In the context of the confidentiality of user data and in the absence of clearly established processes during this experimental period, the sharing of information with other players involved in the households’ situation may have been an obstacle from time to time, particularly in the context of professional confidentiality. However, on the whole, the exchanges with the partners enabled us to obtain information about the household’s situation, as well as an understanding and in-depth analysis of the situation.

This also made it easier to make contact with the tenants.

Explaining this mission and reminding tenants and partners of the need for confidentiality facilitated the interviews.

Diagnosis based on declarations

With the aim of recreating a bond of trust, the interviews were carried out on a declarative basis, and tenants were free to provide us with supporting documents. Some tenants may withhold certain information, which may influence the recommendations made. Information provided after the meeting may call into question the initial orientation. The social diagnosis is then updated. Exchanges with partners can sometimes help to clarify certain aspects of the situation.
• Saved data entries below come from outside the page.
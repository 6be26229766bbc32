// SPDX-License-Identifier: MIT
// Copyright (c) 2026 ADNT Sarl <info@adnt.io>

//! Bootloader main loop over USB CDC.
//!
//! Every received frame goes through the [`CanParser`]: discovery, address
//! assignment, additional info and the row-by-row firmware update. The loop
//! also watches the countdown and restarts into the application once it
//! expires.

use canboot_common::app::restart_to_application;
use canboot_common::board_info::StoredInfo;
use canboot_common::config::BootConfig;
use canboot_common::countdown::{ClockedCountdown, CountdownTimer};
use canboot_common::flash_burner::FlashBurner;
use canboot_common::parser::{BootContext, CanParser, Replies};
use canboot_common::protocol::{Board, FirmwareVersion, APP_ADDR, APP_SIZE, FLASH_SECTOR_SIZE};
use embedded_hal::digital::OutputPin;
use rp2040_hal as hal;
use usb_device::class_prelude::UsbBusAllocator;

use crate::flash::{FlashBoardInfo, RomFlash};
use crate::peripherals::{self, Peripherals};
use crate::usb_transport::UsbTransport;

/// Version reported in BROADCAST replies.
const BOOTLOADER_VERSION: FirmwareVersion = FirmwareVersion {
    major: 1,
    minor: 0,
    build: 255,
};

/// Board type until one is stored.
const DEFAULT_BOARD: Board = Board::Unknown;

/// Erase granularity of the QSPI flash.
const PAGE: usize = FLASH_SECTOR_SIZE as usize;

/// Read by the main loop, armed and stopped by the parser.
static COUNTDOWN: CountdownTimer = CountdownTimer::new();

fn default_identity() -> StoredInfo {
    StoredInfo {
        board_type: DEFAULT_BOARD as u8,
        bootloader: BOOTLOADER_VERSION,
        ..StoredInfo::default()
    }
}

/// Enter the bootloader: initialize USB and run the protocol loop.
///
/// With `countdown_ms` the board restarts into the application unless a host
/// talks to it within that time.
pub fn enter_update_mode(mut p: Peripherals, config: BootConfig, countdown_ms: Option<u32>) -> ! {
    let Some(mut usb) = p.usb.take() else {
        defmt::panic!("USB peripherals already taken");
    };

    let usb_bus = UsbBusAllocator::new(hal::usb::UsbBus::new(
        usb.regs,
        usb.dpram,
        usb.clock,
        true,
        &mut usb.resets,
    ));
    let mut transport = UsbTransport::new(peripherals::store_usb_bus(usb_bus));
    defmt::println!("USB CDC initialized");

    let timer = p.timer;
    let now_ms = move || peripherals::millis(&timer);

    match countdown_ms {
        Some(ms) => {
            defmt::println!("Countdown {} ms", ms);
            COUNTDOWN.arm(now_ms(), ms);
        }
        None => defmt::println!("Staying in bootloader"),
    }

    let ctx = BootContext {
        store: FlashBoardInfo::new(default_identity()),
        programmer: FlashBurner::<RomFlash, PAGE>::new(RomFlash::new(), APP_ADDR, APP_SIZE),
        countdown: ClockedCountdown::new(&COUNTDOWN, &now_ms),
        random: p.random,
        config,
    };
    let mut parser = CanParser::new(ctx);
    defmt::println!("CAN address {}", parser.can_address());

    p.led_pin.set_high().ok();

    let mut replies = Replies::new();
    loop {
        transport.poll();

        if let Some(frame) = transport.try_receive() {
            let before = parser.state();
            if parser.process(&frame, &mut replies) {
                for reply in replies.iter() {
                    transport.send(reply);
                }
            }
            if parser.state() != before {
                defmt::println!("State {} -> {}", before, parser.state());
            }
        }

        if COUNTDOWN.take_expired(now_ms()) {
            defmt::println!("Countdown expired, starting application");
            restart_to_application(config.application_address);
        }
    }
}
The monthly budget is also drawn up on the basis of declarations. Assessing the ability to provide details of fixed costs also helps to guide recommendations.

III - Partnership working

Within ADIL

The project manager has requested support from the legal department for certain situations relating either to tenants or private landlords. The main issue is non-payment of rent in the event of disputes between tenant and landlord. In addition, following an appointment at the home where an application for social housing had to be made, the project manager contacted the social housing advisers at the Espace Habitat Social.

Outside ADIL

Partnerships have mainly been established with the Espaces Départementaux des Solidarités (EDS), the Centres Communaux d’Action Sociale (CCAS) and associations. Further afield, links have also been developed with the Caisse d’Allocations Familiales (CAF), the Union Départementale des Associations Familiales (UDAF) and the bailiffs in charge of cases.

IV - Conclusion

Following on from the first mission carried out in 2019 with tenants in private housing who had been served with a summons to pay, this new experimental mission has enabled us to capture more than half of the households referred by the government services. It should be noted that these households had not responded to any of the previous requests. In some cases, this made it possible to establish a link with a social worker, to start the process of rehousing or maintaining housing and to consider solutions to the household’s debts. In a few cases, rent payments were resumed, often in part, following the first or second meeting. Depending on the stage of the procedure and the amount of the rent debt, our recommendations have regularly included filing for overindebtedness. The partnership with ANEF FERRER and all the other partners mentioned in this report has enabled us to coordinate our actions. In addition, the shared viewpoints of the social workers from ANEF-FERRER and ADIL have also enabled a more detailed analysis of the most complex situations. It is also important to mention the value of home visits in assessing the household’s ability to live independently. During these visits, we offer tenants a tour of the home in order to assess the investment in the home, the maintenance of each room and/or any problems within the home:

One observation to bear in mind: we can see that households find it easier to be physically and psychologically available in an environment they know.